BACKGROUND: After the first episode of venous thromboembolism (VTE), the guidelines recommend selective thrombophilia testing and suggest not to test the patients older than 40 years with a provoked event and all patients above 60.
METHODS: We compared thrombophilia workup results in 544 patients, meeting or not meeting the selection criteria. Homozygous factor V Leiden or prothrombin gene mutation, natural anticoagulant deficiencies, antiphospholipid syndrome or combination of ≥2 disorders were considered a strong thrombophilia.
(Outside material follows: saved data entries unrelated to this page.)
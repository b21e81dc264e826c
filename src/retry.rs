//! Exponential backoff for transient fetch failures.

use crate::config::PipelineConfig;
use rand::Rng;
use std::time::Duration;

/// Retry budget and backoff bounds for the Producer's fetch calls.
#[derive(Debug, Clone, Copy, PartialEq, Eq)]
pub struct RetryPolicy {
  /// Retries after the first attempt.
  pub max_retries: u32,
  /// Delay before the first retry.
  pub base_delay: Duration,
  /// Ceiling for any single delay, before jitter.
  pub max_delay: Duration,
}

impl Default for RetryPolicy {
  fn default() -> Self {
    Self {
      max_retries: 3,
      base_delay: Duration::from_millis(100),
      max_delay: Duration::from_secs(5),
    }
  }
}

impl RetryPolicy {
  /// Creates a policy with the given bounds.
  pub fn new(max_retries: u32, base_delay: Duration, max_delay: Duration) -> Self {
    Self {
      max_retries,
      base_delay,
      max_delay,
    }
  }

  /// Reads the retry settings of a pipeline configuration.
  pub fn from_config(config: &PipelineConfig) -> Self {
    Self::new(
      config.max_retries,
      config.retry_base_delay,
      config.retry_max_delay.max(config.retry_base_delay),
    )
  }

  /// True while another retry is allowed after `retries_so_far` retries.
  pub fn should_retry(&self, retries_so_far: u32) -> bool {
    retries_so_far < self.max_retries
  }

  /// Backoff before retry number `attempt` (1-based), without jitter.
  pub fn base_backoff(&self, attempt: u32) -> Duration {
    let exponent = attempt.saturating_sub(1).min(31);
    self
      .base_delay
      .saturating_mul(1u32 << exponent)
      .min(self.max_delay)
  }

  /// Backoff before retry number `attempt` with up to 10% random jitter.
  pub fn delay(&self, attempt: u32) -> Duration {
    let base = self.base_backoff(attempt);
    let jitter_ms = (base.as_millis() / 10) as u64;
    if jitter_ms == 0 {
      return base;
    }
    base + Duration::from_millis(rand::thread_rng().gen_range(0..=jitter_ms))
  }
}
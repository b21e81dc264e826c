//! Bounded restart budget for pipeline failures.
//!
//! Pipelines are never restarted implicitly. Instead the Coordinator owns a
//! [`FailureBudget`]: every pipeline that ends in `failed` records a failure,
//! and once more than `max_failures` failures fall inside the sliding `window`,
//! `start` refuses new pipelines with
//! [`PipelineError::RestartBudgetExhausted`] until old failures age out.

use crate::error::PipelineError;
use std::collections::VecDeque;
use std::sync::Mutex;
use std::time::{Duration, Instant};

/// How many failures are tolerated within a sliding window.
#[derive(Clone, Copy, Debug, PartialEq, Eq)]
pub struct SupervisionPolicy {
  /// Failures tolerated inside `window`.
  pub max_failures: usize,
  /// Sliding window length.
  pub window: Duration,
}

impl SupervisionPolicy {
  /// Creates a policy.
  pub fn new(max_failures: usize, window: Duration) -> Self {
    Self {
      max_failures,
      window,
    }
  }

  /// Sets the failure bound.
  pub fn with_max_failures(mut self, n: usize) -> Self {
    self.max_failures = n;
    self
  }

  /// Sets the window.
  pub fn with_window(mut self, d: Duration) -> Self {
    self.window = d;
    self
  }
}

impl Default for SupervisionPolicy {
  fn default() -> Self {
    Self {
      max_failures: 5,
      window: Duration::from_secs(60),
    }
  }
}

/// Sliding-window failure counter shared by the Coordinator and its watchdogs.
#[derive(Debug)]
pub struct FailureBudget {
  policy: SupervisionPolicy,
  failures: Mutex<VecDeque<Instant>>,
}

impl FailureBudget {
  /// Creates an empty budget.
  pub fn new(policy: SupervisionPolicy) -> Self {
    Self {
      policy,
      failures: Mutex::new(VecDeque::new()),
    }
  }

  /// The policy in force.
  pub fn policy(&self) -> SupervisionPolicy {
    self.policy
  }

  /// Records one failure at `now`.
  pub fn record_failure(&self, now: Instant) {
    if let Ok(mut failures) = self.failures.lock() {
      failures.push_back(now);
      Self::evict(&mut failures, now, self.policy.window);
    }
  }

  /// Failures currently inside the window.
  pub fn recent_failures(&self, now: Instant) -> usize {
    match self.failures.lock() {
      Ok(mut failures) => {
        Self::evict(&mut failures, now, self.policy.window);
        failures.len()
      }
      Err(_) => 0,
    }
  }

  /// Fails when the budget is exhausted at `now`.
  pub fn check(&self, now: Instant) -> Result<(), PipelineError> {
    let failures = self.recent_failures(now);
    if failures > self.policy.max_failures {
      return Err(PipelineError::RestartBudgetExhausted {
        failures,
        window: self.policy.window,
      });
    }
    Ok(())
  }

  fn evict(failures: &mut VecDeque<Instant>, now: Instant, window: Duration) {
    while let Some(oldest) = failures.front() {
      if now.saturating_duration_since(*oldest) > window {
        failures.pop_front();
      } else {
        break;
      }
    }
  }
}

#[cfg(test)]
mod tests {
  use super::*;

  #[test]
  fn test_budget_exhausts_after_max_failures() {
    let budget = FailureBudget::new(SupervisionPolicy::new(2, Duration::from_secs(60)));
    let now = Instant::now();
    budget.record_failure(now);
    budget.record_failure(now);
    assert!(budget.check(now).is_ok());
    budget.record_failure(now);
    assert!(matches!(
      budget.check(now),
      Err(PipelineError::RestartBudgetExhausted { failures: 3, .. })
    ));
  }

  #[test]
  fn test_failures_age_out() {
    let budget = FailureBudget::new(SupervisionPolicy::new(0, Duration::from_secs(10)));
    let start = Instant::now();
    budget.record_failure(start);
    assert!(budget.check(start).is_err());
    assert!(budget.check(start + Duration::from_secs(11)).is_ok());
    assert_eq!(budget.recent_failures(start + Duration::from_secs(11)), 0);
  }

  #[test]
  fn test_default_policy() {
    let policy = SupervisionPolicy::default();
    assert_eq!(policy.max_failures, 5);
    assert_eq!(policy.window, Duration::from_secs(60));
  }
}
RESULTS: Thrombophilia was detected in 28.5% and strong thrombophilia in 6.6% of patients. In the subgroup aged 40-60 years, in men with unprovoked cases the prevalence of thrombophilia was 35.7% and that of strong thrombophilia 12.5%; in provoked cases it was 19.5% and 4.9%, respectively. In women aged 40-60 with unprovoked events, thrombophilia was found in 18.8%, in cases provoked solely by estrogens or pregnancy in 40.9%, and in those with another trigger in 9.1%. Comparing the patients above and under 60, thrombophilia was detected in 27.6% and 29.2%, respectively (P=0.67) and strong thrombophilia in 9.1% and 4.7%, respectively (P=0.041). Factors significantly associated with positive thrombophilia testing were family history of VTE (including superficial vein thrombosis) – OR 1.80; 95% CI 1.71-2.77 and proximal location of deep vein thrombosis – OR 1.94; 95% CI 1.25-3.02.
CONCLUSIONS: Of VTE patients not meeting selection criteria for testing, the prevalence of thrombophilia and even strong thrombophilia was high in those older than 60 years. Selection criteria for testing should be respected but in some cases an individual approach might be considered.